The association of osteoporosis and Type 1 diabetes mellitus (T1DM) is beyond doubt; however, there remains inconsistency in opinion concerning osteoporosis in Type 2 diabetes mellitus (T2DM). Meta-analyses of observational studies in T2DM have documented, in both sexes, significantly higher bone density (BMD) of the femur and of the spine. Despite the increased BMD, fracture risk of the proximal end of the femur, spine, ankle and foot in T2DM is increased, thus detection of BMD underestimates fracture risk.
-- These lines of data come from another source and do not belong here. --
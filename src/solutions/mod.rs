//! Stencil solutions and their registry.
//!
//! A solution is anything that can write its dimensions, variables and
//! equations into a [`SolutionBuilder`]. Solutions that take a radius expose
//! it through [`StencilSolution::radius_control`].

pub mod builtin;

use crate::ir::solution::SolutionBuilder;
use crate::utils::errors::{RegistryError, RegistryErrorKind, StencilResult};
use log::info;
use std::collections::BTreeMap;

/// Prefix of solutions that exist to exercise the compiler.
pub const TEST_PREFIX: &str = "test_";

/// Capability of solutions parameterized by a stencil radius.
pub trait RadiusControl {
    fn radius(&self) -> i64;

    /// Set the radius; returns false if the value is rejected.
    fn set_radius(&mut self, radius: i64) -> bool;
}

/// A named stencil definition.
pub trait StencilSolution: Send + Sync {
    fn name(&self) -> &str;

    fn description(&self) -> String;

    /// Write dimensions, variables and equations.
    fn define(&self, builder: &mut SolutionBuilder) -> StencilResult<()>;

    /// Radius handle, for solutions that have one.
    fn radius_control(&mut self) -> Option<&mut dyn RadiusControl> {
        None
    }

    /// Current radius, for solutions that have one.
    fn radius(&self) -> Option<i64> {
        None
    }
}

/// Solutions by unique name.
#[derive(Default)]
pub struct Registry {
    solutions: BTreeMap<String, Box<dyn StencilSolution>>,
}

impl Registry {
    pub fn new() -> Self {
        Self::default()
    }

    /// A registry holding every built-in solution.
    pub fn with_builtins() -> StencilResult<Self> {
        let mut registry = Self::new();
        for soln in builtin::all() {
            registry.register(soln)?;
        }
        Ok(registry)
    }

    pub fn register(&mut self, solution: Box<dyn StencilSolution>) -> StencilResult<()> {
        let name = solution.name().to_string();
        if self.solutions.contains_key(&name) {
            return Err(RegistryError {
                message: "a solution with this name is already registered".to_string(),
                solution: name,
                kind: RegistryErrorKind::DuplicateSolution,
            }
            .into());
        }
        self.solutions.insert(name, solution);
        Ok(())
    }

    pub fn lookup(&self, name: &str) -> StencilResult<&dyn StencilSolution> {
        self.solutions
            .get(name)
            .map(|s| s.as_ref())
            .ok_or_else(|| unknown(name))
    }

    pub fn lookup_mut(&mut self, name: &str) -> StencilResult<&mut (dyn StencilSolution + 'static)> {
        self.solutions
            .get_mut(name)
            .map(|s| s.as_mut())
            .ok_or_else(|| unknown(name))
    }

    /// Set the radius of a radius-aware solution and return the new value.
    ///
    /// Solutions without a radius ignore the request and return `None`.
    pub fn set_radius(&mut self, name: &str, radius: i64) -> StencilResult<Option<i64>> {
        let solution = self.lookup_mut(name)?;
        let Some(control) = solution.radius_control() else {
            info!("solution '{}' has no radius; ignoring radius {}", name, radius);
            return Ok(None);
        };
        if !control.set_radius(radius) {
            return Err(RegistryError {
                message: format!("radius {} is not valid", radius),
                solution: name.to_string(),
                kind: RegistryErrorKind::InvalidRadius,
            }
            .into());
        }
        Ok(Some(control.radius()))
    }

    /// Registered names in sorted order.
    pub fn names(&self) -> Vec<&str> {
        self.solutions.keys().map(|k| k.as_str()).collect()
    }

    /// (name, has radius) for every solution, examples before test solutions.
    pub fn listing(&self) -> Vec<(&str, bool)> {
        let (tests, examples): (Vec<_>, Vec<_>) = self
            .solutions
            .iter()
            .map(|(k, v)| (k.as_str(), v.radius().is_some()))
            .partition(|(k, _)| k.starts_with(TEST_PREFIX));
        examples.into_iter().chain(tests).collect()
    }

    pub fn len(&self) -> usize {
        self.solutions.len()
    }

    pub fn is_empty(&self) -> bool {
        self.solutions.is_empty()
    }
}

fn unknown(name: &str) -> crate::utils::errors::StencilError {
    RegistryError {
        message: "no solution registered under this name".to_string(),
        solution: name.to_string(),
        kind: RegistryErrorKind::UnknownSolution,
    }
    .into()
}

#[cfg(test)]
mod tests {
    use super::*;

    #[test]
    fn test_builtins_registered() {
        let registry = Registry::with_builtins().unwrap();
        assert!(registry.lookup("iso3dfd").is_ok());
        assert!(registry.lookup("test_bundles").is_ok());
        assert_eq!(registry.lookup("nope").err().unwrap().short_name(), "UnknownSolution");

        let listing = registry.listing();
        let first_test = listing.iter().position(|(n, _)| n.starts_with(TEST_PREFIX)).unwrap();
        assert!(listing[..first_test].iter().all(|(n, _)| !n.starts_with(TEST_PREFIX)));
        assert!(listing.contains(&("iso3dfd", true)));
        assert!(listing.contains(&("heat2d", false)));
    }

    #[test]
    fn test_duplicate_rejected() {
        let mut registry = Registry::with_builtins().unwrap();
        let err = registry
            .register(Box::new(builtin::Iso3dfd::default()))
            .unwrap_err();
        assert_eq!(err.short_name(), "DuplicateSolution");
    }

    #[test]
    fn test_radius() {
        let mut registry = Registry::with_builtins().unwrap();
        let err = registry.set_radius("iso3dfd", -1).unwrap_err();
        assert_eq!(err.short_name(), "InvalidRadius");
        assert_eq!(registry.set_radius("iso3dfd", 4).unwrap(), Some(4));
        assert_eq!(registry.lookup("iso3dfd").unwrap().radius(), Some(4));
        assert_eq!(registry.set_radius("heat2d", 4).unwrap(), None);
    }
}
Mechanism of increased bone fragility in T2DM is not fully explained; the proportion of chronic hyperglycaemia with formation of advanced glycation products, insulin resistance and also adipokines is assumed. Numerous complications of diabetes increase risk of falls. Although bones are stronger, they are more fragile. Bone metabolism might be affected by pharmacotherapy of diabetes and associated diseases.